===== DATA

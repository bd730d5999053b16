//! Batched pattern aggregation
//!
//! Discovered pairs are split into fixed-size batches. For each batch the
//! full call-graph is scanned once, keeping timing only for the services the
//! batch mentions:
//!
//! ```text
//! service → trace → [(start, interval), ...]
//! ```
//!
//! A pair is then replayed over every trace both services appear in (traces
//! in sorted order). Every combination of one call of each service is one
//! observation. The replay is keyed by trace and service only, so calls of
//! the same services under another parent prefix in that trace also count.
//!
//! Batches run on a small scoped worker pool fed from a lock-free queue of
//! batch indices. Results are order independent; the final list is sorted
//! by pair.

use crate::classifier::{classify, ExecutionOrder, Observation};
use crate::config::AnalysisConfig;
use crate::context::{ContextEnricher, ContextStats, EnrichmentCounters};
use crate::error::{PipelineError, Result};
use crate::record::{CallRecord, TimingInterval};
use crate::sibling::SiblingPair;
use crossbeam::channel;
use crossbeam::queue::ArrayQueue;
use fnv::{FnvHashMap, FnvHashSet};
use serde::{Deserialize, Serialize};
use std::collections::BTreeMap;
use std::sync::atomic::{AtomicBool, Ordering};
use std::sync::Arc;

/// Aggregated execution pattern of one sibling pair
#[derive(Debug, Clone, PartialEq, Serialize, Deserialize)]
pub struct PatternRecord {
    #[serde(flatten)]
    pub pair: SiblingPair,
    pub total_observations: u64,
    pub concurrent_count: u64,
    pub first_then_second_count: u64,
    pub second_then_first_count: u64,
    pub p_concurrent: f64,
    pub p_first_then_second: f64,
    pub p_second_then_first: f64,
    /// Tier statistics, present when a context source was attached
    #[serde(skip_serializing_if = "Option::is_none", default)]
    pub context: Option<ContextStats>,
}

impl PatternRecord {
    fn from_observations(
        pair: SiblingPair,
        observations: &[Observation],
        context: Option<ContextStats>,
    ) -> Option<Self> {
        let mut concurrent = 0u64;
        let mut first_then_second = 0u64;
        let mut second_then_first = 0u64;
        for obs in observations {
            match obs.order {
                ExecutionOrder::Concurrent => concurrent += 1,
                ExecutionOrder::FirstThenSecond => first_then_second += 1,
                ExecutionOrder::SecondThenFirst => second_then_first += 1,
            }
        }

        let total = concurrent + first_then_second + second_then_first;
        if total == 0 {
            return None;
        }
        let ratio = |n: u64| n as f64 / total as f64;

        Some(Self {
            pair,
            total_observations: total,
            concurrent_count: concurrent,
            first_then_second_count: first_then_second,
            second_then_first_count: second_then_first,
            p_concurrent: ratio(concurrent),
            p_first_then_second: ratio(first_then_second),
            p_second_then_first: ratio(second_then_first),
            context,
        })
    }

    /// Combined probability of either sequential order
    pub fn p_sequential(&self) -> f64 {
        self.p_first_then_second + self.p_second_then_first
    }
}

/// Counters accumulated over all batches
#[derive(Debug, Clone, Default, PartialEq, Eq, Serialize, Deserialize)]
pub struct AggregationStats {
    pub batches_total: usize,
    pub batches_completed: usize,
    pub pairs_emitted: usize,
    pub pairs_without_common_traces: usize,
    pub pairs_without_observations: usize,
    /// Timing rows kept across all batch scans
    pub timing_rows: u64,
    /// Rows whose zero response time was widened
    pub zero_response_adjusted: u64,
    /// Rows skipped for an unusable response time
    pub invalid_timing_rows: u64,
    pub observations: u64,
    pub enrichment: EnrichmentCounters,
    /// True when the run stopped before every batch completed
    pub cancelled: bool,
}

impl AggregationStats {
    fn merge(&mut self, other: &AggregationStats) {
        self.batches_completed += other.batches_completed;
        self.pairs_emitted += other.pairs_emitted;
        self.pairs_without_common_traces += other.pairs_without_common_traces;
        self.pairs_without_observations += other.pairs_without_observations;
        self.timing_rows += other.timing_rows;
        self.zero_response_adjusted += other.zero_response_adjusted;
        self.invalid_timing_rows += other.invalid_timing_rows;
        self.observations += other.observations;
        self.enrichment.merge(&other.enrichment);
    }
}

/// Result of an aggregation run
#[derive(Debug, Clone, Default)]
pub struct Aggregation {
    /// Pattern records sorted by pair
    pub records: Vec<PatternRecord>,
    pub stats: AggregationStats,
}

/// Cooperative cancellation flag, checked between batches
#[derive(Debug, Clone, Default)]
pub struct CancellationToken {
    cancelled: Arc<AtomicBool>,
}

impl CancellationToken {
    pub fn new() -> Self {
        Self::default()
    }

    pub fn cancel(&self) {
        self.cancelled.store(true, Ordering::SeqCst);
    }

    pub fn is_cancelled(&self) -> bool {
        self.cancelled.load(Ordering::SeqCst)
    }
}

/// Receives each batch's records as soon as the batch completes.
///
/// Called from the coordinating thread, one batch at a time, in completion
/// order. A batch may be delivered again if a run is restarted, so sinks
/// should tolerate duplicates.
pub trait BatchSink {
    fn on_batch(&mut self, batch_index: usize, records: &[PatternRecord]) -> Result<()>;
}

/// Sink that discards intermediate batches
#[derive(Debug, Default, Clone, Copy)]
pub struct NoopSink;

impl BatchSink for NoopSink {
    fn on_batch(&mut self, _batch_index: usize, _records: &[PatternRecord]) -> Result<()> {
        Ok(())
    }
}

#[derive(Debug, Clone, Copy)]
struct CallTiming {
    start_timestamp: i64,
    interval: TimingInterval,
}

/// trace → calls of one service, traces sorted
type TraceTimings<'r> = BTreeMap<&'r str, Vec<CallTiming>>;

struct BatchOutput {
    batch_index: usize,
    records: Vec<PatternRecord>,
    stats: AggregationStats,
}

==========
===== DATA

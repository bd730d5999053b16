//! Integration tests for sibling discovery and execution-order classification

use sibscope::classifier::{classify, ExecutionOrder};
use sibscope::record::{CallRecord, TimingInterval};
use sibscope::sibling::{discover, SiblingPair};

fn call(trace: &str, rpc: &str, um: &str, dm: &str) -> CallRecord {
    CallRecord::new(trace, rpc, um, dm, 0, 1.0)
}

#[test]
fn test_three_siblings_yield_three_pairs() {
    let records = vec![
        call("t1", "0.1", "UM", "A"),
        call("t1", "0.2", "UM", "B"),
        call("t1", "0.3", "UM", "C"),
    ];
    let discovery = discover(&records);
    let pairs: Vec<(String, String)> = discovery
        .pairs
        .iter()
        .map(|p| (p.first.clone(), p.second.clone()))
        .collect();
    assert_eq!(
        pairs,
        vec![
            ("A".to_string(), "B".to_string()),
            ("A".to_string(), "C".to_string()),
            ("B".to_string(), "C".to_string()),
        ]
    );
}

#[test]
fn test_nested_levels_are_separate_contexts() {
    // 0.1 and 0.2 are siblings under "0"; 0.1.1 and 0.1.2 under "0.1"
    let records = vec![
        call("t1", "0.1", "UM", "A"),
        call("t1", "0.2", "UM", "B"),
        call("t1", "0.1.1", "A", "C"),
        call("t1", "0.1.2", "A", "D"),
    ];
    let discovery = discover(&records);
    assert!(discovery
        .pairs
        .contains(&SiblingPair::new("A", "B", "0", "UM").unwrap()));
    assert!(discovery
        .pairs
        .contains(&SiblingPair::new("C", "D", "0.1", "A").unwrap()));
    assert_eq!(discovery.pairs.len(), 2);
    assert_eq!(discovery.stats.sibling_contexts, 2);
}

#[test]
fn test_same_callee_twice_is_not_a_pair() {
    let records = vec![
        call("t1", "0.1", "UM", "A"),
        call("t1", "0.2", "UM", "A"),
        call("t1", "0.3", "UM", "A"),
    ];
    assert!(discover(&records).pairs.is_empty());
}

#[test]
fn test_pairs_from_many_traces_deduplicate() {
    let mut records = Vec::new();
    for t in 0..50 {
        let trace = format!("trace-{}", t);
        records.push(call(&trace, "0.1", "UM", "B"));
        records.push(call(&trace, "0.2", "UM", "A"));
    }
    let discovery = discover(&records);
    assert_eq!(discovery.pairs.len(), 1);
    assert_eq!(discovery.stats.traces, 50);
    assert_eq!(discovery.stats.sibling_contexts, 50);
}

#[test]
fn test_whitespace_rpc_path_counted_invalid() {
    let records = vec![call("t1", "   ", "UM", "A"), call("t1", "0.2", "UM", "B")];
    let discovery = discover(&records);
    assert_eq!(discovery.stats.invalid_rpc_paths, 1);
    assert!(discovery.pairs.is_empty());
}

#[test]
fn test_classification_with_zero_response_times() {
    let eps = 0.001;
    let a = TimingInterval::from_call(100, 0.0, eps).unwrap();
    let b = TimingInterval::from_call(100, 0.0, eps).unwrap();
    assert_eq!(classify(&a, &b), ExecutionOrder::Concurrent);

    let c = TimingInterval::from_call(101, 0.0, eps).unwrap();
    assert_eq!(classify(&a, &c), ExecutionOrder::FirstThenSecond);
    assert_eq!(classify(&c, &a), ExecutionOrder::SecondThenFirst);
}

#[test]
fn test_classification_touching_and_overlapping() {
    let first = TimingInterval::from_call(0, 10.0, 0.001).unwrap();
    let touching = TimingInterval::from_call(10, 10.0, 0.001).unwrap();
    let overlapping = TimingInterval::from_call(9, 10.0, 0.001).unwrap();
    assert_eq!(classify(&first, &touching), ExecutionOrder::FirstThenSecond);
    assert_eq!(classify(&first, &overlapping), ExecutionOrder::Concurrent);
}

==========

WORK TO COMPLETE:
Each line above that contains the string "push" should be copied.

EXPECTED ANSWER:
        records.push(call(&trace, "0.1", "UM", "B"));
        records.push(call(&trace, "0.2", "UM", "A"));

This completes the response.